UK PM Johnson stands by the 'fundamental importance' of US-UK alliance despite Afghan fiasco
The consequences of how the U.S. withdrew from Afghanistan are starting to be felt, through a loss of respect.
The Facts Inside Our Reporter’s Notebook
British Prime Minister Boris Johnson said on Monday that he still believes "passionately" in the "fundamental importance" of the alliance between the U.S. and the UK, regardless of what happened in Afghanistan.
He made the comment in Parliament after former Cabinet minister Liam Fox urged Johnson to "reject those voices calling for the UK to pull back from the U.S. and seek alternative alliances elsewhere."
The issue arose over the way NATO withdrew from Afghanistan, leaving a vacuum that was quickly filled by the Taliban, who had been the enemy that the West had been fighting since going in militarily in late 2001 following the 9/11 attacks in the U.S. by the Taliban-enabled al Qaeda.
"NATO's disorderly withdrawal from Afghanistan and the Taliban takeover have damaged trust in the United States and led to calls in Europe for a reassessment of the trans-Atlantic alliance," according to The Epoch Times.

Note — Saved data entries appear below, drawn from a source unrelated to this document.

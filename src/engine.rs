//! Regex engine adapter.
//!
//! Everything that touches [`fancy_regex`] lives here: pattern compilation,
//! modifier handling and the match operations backing both the builder and
//! the facade. Engine failures are mapped onto [`EngineErrorKind`] so callers
//! never see the engine's own error type.
//!
//! The `i`, `m` and `s` modifiers become inline `(?ims)` flags. `u` is the
//! engine default and `g`/`U` only affect rendering: replacement is always
//! global, and the engine has no ungreedy flag.

use std::collections::HashMap;

use fancy_regex::{Error, Regex, RuntimeError};

use crate::error::{EngineErrorKind, SrlError, SrlResult};
use crate::matches::MatchGroup;

/// Compile a pattern body with the given modifiers.
pub(crate) fn compile(pattern: &str, modifiers: &str) -> SrlResult<Regex> {
    let flags: String = modifiers.chars().filter(|c| "ims".contains(*c)).collect();
    let full = if flags.is_empty() {
        pattern.to_string()
    } else {
        format!("(?{flags}){pattern}")
    };

    Regex::new(&full).map_err(map_error)
}

fn map_error(err: Error) -> SrlError {
    let kind = match &err {
        Error::ParseError(_, _) | Error::CompileError(_) => EngineErrorKind::InvalidPattern,
        Error::RuntimeError(RuntimeError::BacktrackLimitExceeded) => {
            EngineErrorKind::BacktrackLimit
        }
        Error::RuntimeError(RuntimeError::StackOverflow) => EngineErrorKind::RecursionLimit,
        _ => EngineErrorKind::Unknown,
    };
    SrlError::engine(kind, err.to_string())
}

/// Test whether the pattern matches anywhere in the subject.
pub(crate) fn is_matching(pattern: &str, modifiers: &str, subject: &str) -> SrlResult<bool> {
    compile(pattern, modifiers)?
        .is_match(subject)
        .map_err(map_error)
}

/// Collect every match in the subject as a [`MatchGroup`].
pub(crate) fn matches(
    pattern: &str,
    modifiers: &str,
    subject: &str,
) -> SrlResult<Vec<MatchGroup>> {
    let regex = compile(pattern, modifiers)?;
    let names = capture_names(&regex);

    let mut out = Vec::new();
    for captures in regex.captures_iter(subject) {
        let captures = captures.map_err(map_error)?;
        let whole = captures
            .get(0)
            .map(|m| m.as_str().to_string())
            .unwrap_or_default();
        let values = (1..captures.len())
            .map(|i| captures.get(i).map(|m| m.as_str().to_string()))
            .collect();
        out.push(MatchGroup::new(whole, values, names.clone()));
    }
    Ok(out)
}

/// Replace every match with a literal replacement.
pub(crate) fn replace(
    pattern: &str,
    modifiers: &str,
    replacement: &str,
    subject: &str,
) -> SrlResult<String> {
    let regex = compile(pattern, modifiers)?;

    let mut out = String::with_capacity(subject.len());
    let mut last = 0;
    for found in regex.find_iter(subject) {
        let found = found.map_err(map_error)?;
        out.push_str(&subject[last..found.start()]);
        out.push_str(replacement);
        last = found.end();
    }
    out.push_str(&subject[last..]);
    Ok(out)
}

/// Replace every match with the callback's return value.
pub(crate) fn replace_with<F>(
    pattern: &str,
    modifiers: &str,
    mut replacement: F,
    subject: &str,
) -> SrlResult<String>
where
    F: FnMut(&MatchGroup) -> String,
{
    let regex = compile(pattern, modifiers)?;
    let names = capture_names(&regex);

    let mut out = String::with_capacity(subject.len());
    let mut last = 0;
    for captures in regex.captures_iter(subject) {
        let captures = captures.map_err(map_error)?;
        let whole = match captures.get(0) {
            Some(m) => m,
            None => continue,
        };
        let values = (1..captures.len())
            .map(|i| captures.get(i).map(|m| m.as_str().to_string()))
            .collect();
        let group = MatchGroup::new(whole.as_str().to_string(), values, names.clone());

        out.push_str(&subject[last..whole.start()]);
        out.push_str(&replacement(&group));
        last = whole.end();
    }
    out.push_str(&subject[last..]);
    Ok(out)
}

/// Split the subject around matches of the pattern.
pub(crate) fn split(pattern: &str, modifiers: &str, subject: &str) -> SrlResult<Vec<String>> {
    let regex = compile(pattern, modifiers)?;

    let mut out = Vec::new();
    let mut last = 0;
    for found in regex.find_iter(subject) {
        let found = found.map_err(map_error)?;
        out.push(subject[last..found.start()].to_string());
        last = found.end();
    }
    out.push(subject[last..].to_string());
    Ok(out)
}

/// Apply the replacement to each subject, keeping only subjects that matched.
pub(crate) fn filter(
    pattern: &str,
    modifiers: &str,
    replacement: &str,
    subjects: &[&str],
) -> SrlResult<Vec<String>> {
    let mut out = Vec::new();
    for subject in subjects {
        if is_matching(pattern, modifiers, subject)? {
            out.push(replace(pattern, modifiers, replacement, subject)?);
        }
    }
    Ok(out)
}

/// Named group positions, counted like [`MatchGroup`] captures: group 1 is
/// position 0.
fn capture_names(regex: &Regex) -> HashMap<String, usize> {
    regex
        .capture_names()
        .enumerate()
        .skip(1)
        .filter_map(|(i, name)| name.map(|n| (n.to_string(), i - 1)))
        .collect()
}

French Finance Minister Bruno Le Maire, for example, said this weekend that the upheaval in Afghanistan should be a "wake-up call" for the European Union, and that Europe "cannot rely anymore on the protection of the United States." He suggested that the EU should be "more ambitious on defense and global leadership," according to the outlet.
Fox called that position "isolationism," adding that "Surely, the right response is to stick closely to our U.S. friends, remind them that in the era of globalization, our economic and security interests will be threatened beyond our borders, that the U.S. is a force for good in the world and that greater isolationism can only put us all in greater danger."
Johnson replied, "I passionately agree with what he has just said about the fundamental importance of our alliance with the USA."
Earlier Johnson had defended the UK's 20-year involvement in Afghanistan in comments to the House of Commons:
"If anyone is tempted to say that we have achieved nothing in that country—or still tempted to say that we have achieved nothing in that country in 20 years—tell them that our armed forces and those of our allies enabled 3.6 million girls to go to school, tell them that this country and the Western world were protected from al-Qaeda in Afghanistan throughout that period, and tell them that we have just mounted the biggest humanitarian airlift in recent history."
He said the UK will do "everything possible" to continue helping Afghans who have worked for the UK, both the military and the government.